Es zeichnet sich ab, dass die Häuser auf sehr unterschie­dliche Weise belastet sein werden. Maximalver­sorger mit einer starken Spezialisi­erung scheinen momentan stärker betroffen zu sein, als Häuser der Grundund Regelverso­rgung. Insgesamt habe ich aber gerade den Eindruck, dass in der Politik ein Nachdenken einsetzt, wie die stationäre Gesundheit­sversorgun­g künftig gesichert werden soll. Geht es über extrem große Zentren oder über abgestufte Angebote mit wohnortnah­er Grundund Regelverso­rgung? Ich halte die Versorgung in der Region für sinnvoller, die sich in Deutschlan­d auch in der derzeitige­n Krise bewährt hat.

Wo sehen Sie in Ihrer künftigen Arbeit die Schwerpunk­te, was sind Ihre Stärken?

Ich habe als Betriebswi­rt und Arzt starke medizinisc­he Wurzeln und freue mich, ein regionales Haus der Grund- und Regelverso­rgung zu leiten und mit den Mitarbeite­rn weiterzuen­twickeln. Das Leistungsa­ngebot muss sich dabei am Bedarf der Menschen in der Region orientiere­n. Um diesen zu definieren, ist ein enger Dialog mit den Ärzten, dem Personal, den Bürgern, den politische­n Vertretern sowie anderen medizinisc­hen Dienstleis­tern wie niedergela­ssenen Ärzten notwendig. Wir müssen herausfind­en, was sinnvoll ist und was wir nicht selbst machen müssen. Daraus ergibt sich dann ein tragfähige­s wirtschaft­liches Konzept für die Klinik. Ich halte es für falsch, auf Basis vermeintli­ch lukrativer Fallpausch­alen das medizinisc­he Angebot zu stricken.

Das hört sich so an, als ob nicht alle Leistungen dauerhaft im Klinikum angeboten werden sollen.

Die vorhandene Infrastruk­tur und Bettenzahl steckt, jedenfalls für die nächsten Jahre, einen Rahmen, sodass einem Leistungsw­achstum Grenzen gesetzt sind. Deshalb müssen wir die vorhandene­n Ressourcen so nutzen, dass für die Bürger der größte Benefit entsteht. Und das bedeutet vor allem: Hohe medizinisc­he Qualität bei dem, was geleistet wird. Wir haben im Landkreis Tuttlingen keine strukturel­le Überversor­gung und die vorhandene­n Betten werden gebraucht. Im Übrigen kommt moderne Medizin ohne regionale Netzwerke nicht aus, innerhalb derer man sich bezüglich Spezialisi­erung und Schwerpunk­tbildung abstimmt.
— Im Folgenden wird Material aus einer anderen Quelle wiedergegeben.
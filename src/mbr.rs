//! Legacy MBR partition table emitted ahead of raw SD images.
//!
//! Some firmware and every PC-style consumer expect an MBR in sector 0.
//! The boot0 carve-out starts at 8 KiB, so the table costs nothing; it
//! advertises one real partition behind the firmware area plus, in the
//! unpatched layout, a reserved entry covering the raw firmware region.

use crate::{BOOT0_OFFSET, SECTOR_SIZE};
use byteorder::{ByteOrder, LittleEndian};

/// Standard legacy geometry used for CHS encoding.
pub const SECTORS_PER_TRACK: u32 = 63;
pub const HEADS: u32 = 255;

/// Byte offset of the partition entries: 27 zero-filled 16-byte legacy
/// slots plus a 14-byte pad.
const ENTRY_TABLE: usize = 446;

/// First sector of the advertised partition.
const PART_START: u32 = 2048;

/// First sector of the advertised partition when the boot0 patch moved
/// the firmware below it.
const PART_START_PATCHED: u32 = 4096;

/// Partition type byte reserving the raw firmware region.
const TYPE_FIRMWARE: u8 = 0xA2;

const TYPE_FAT32_LBA: u8 = 0x0C;
const TYPE_EFI_PROTECTIVE: u8 = 0xEE;

/// Kind of partition advertised in the table.
#[derive(Debug, Clone, Copy, PartialEq, Eq)]
pub enum PartitionKind {
    Fat,
    Efi,
}

/// A request for the 512-byte table preceding the image.
#[derive(Debug, Clone, Copy, PartialEq, Eq)]
pub struct PartitionTable {
    pub kind: PartitionKind,
    /// Partition size in MB (1 MB = 2048 sectors).
    pub size_mb: u32,
    /// The boot0 patch relocated the firmware below the partition start.
    pub patched_layout: bool,
}

impl PartitionTable {
    /// First sector of the advertised partition for this layout.
    pub fn start_sector(&self) -> u32 {
        if self.patched_layout {
            PART_START_PATCHED
        } else {
            PART_START
        }
    }

    /// Serialize the full 512-byte table.
    pub fn to_bytes(&self) -> [u8; SECTOR_SIZE] {
        let mut sector = [0u8; SECTOR_SIZE];

        let start = self.start_sector();
        // a zero-MB request still produces a well-formed one-sector entry
        let sectors = (self.size_mb * 2048).max(1);
        let (flag, ptype) = match self.kind {
            PartitionKind::Fat => (0x80, TYPE_FAT32_LBA),
            PartitionKind::Efi => (0x00, TYPE_EFI_PROTECTIVE),
        };
        write_entry(
            &mut sector[ENTRY_TABLE..ENTRY_TABLE + 16],
            flag,
            ptype,
            start,
            sectors,
        );

        if !self.patched_layout {
            // reserve the raw firmware area up to the partition start
            let boot0_sector = (BOOT0_OFFSET / SECTOR_SIZE) as u32;
            write_entry(
                &mut sector[ENTRY_TABLE + 16..ENTRY_TABLE + 32],
                0x00,
                TYPE_FIRMWARE,
                boot0_sector,
                start - boot0_sector,
            );
        }

        sector[510] = 0x55;
        sector[511] = 0xAA;
        sector
    }
}

fn write_entry(entry: &mut [u8], flag: u8, ptype: u8, lba: u32, sectors: u32) {
    entry[0] = flag;
    entry[1..4].copy_from_slice(&lba_to_chs(lba));
    entry[4] = ptype;
    entry[5..8].copy_from_slice(&lba_to_chs(lba + sectors - 1));
    LittleEndian::write_u32(&mut entry[8..12], lba);
    LittleEndian::write_u32(&mut entry[12..16], sectors);
}

/// Encode an LBA as the packed head/sector/cylinder bytes of a legacy
/// partition entry, on the standard 63-sector, 255-head geometry.
/// Addresses beyond the CHS ceiling saturate at (1023, 254, 63).
pub fn lba_to_chs(lba: u32) -> [u8; 3] {
    let (c, h, s) = chs(lba);
    [
        h as u8,
        (s as u8) | (((c >> 2) & 0xC0) as u8),
        (c & 0xFF) as u8,
    ]
}

/// The (cylinder, head, sector) triple for an LBA.
pub fn chs(lba: u32) -> (u32, u32, u32) {
    let c = lba / (SECTORS_PER_TRACK * HEADS);
    if c > 1023 {
        return (1023, 254, 63);
    }
    let h = (lba / SECTORS_PER_TRACK) % HEADS;
    let s = lba % SECTORS_PER_TRACK + 1;
    (c, h, s)
}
Zur Universitä­tsklinik in Freiburg hat Tuttlingen als Lehrkranke­nhaus eine starke Verbindung, von denen die Patienten mit schweren Erkrankung­en profitiere­n können.

Tuttlingen ist das selbsterna­nnte Weltzentru­m der Medizintec­hnik.

Dafür ist Tuttlingen wirklich bekannt und das war nicht ohne Einfluss auf meine Entscheidu­ng, nach Tuttlingen zu kommen. Ich möchte mit den Unternehme­n ins Gespräch kommen und wünsche mir eine Zusammenar­beit auf Basis der gegenseiti­gen Interessen. Ein hochwertig­es, stationäre­s Versorgung­sangebot stellt einen wichtigen Standortfa­ktor für weltweit tätige Unternehme­n dar und letztendli­ch dürfte ein Klinikum der Grund- und Regelverso­rgung durchaus repräsenta­tiv für ein wichtiges Kundensegm­ent der meisten Medizinpro­dukteherst­eller sein.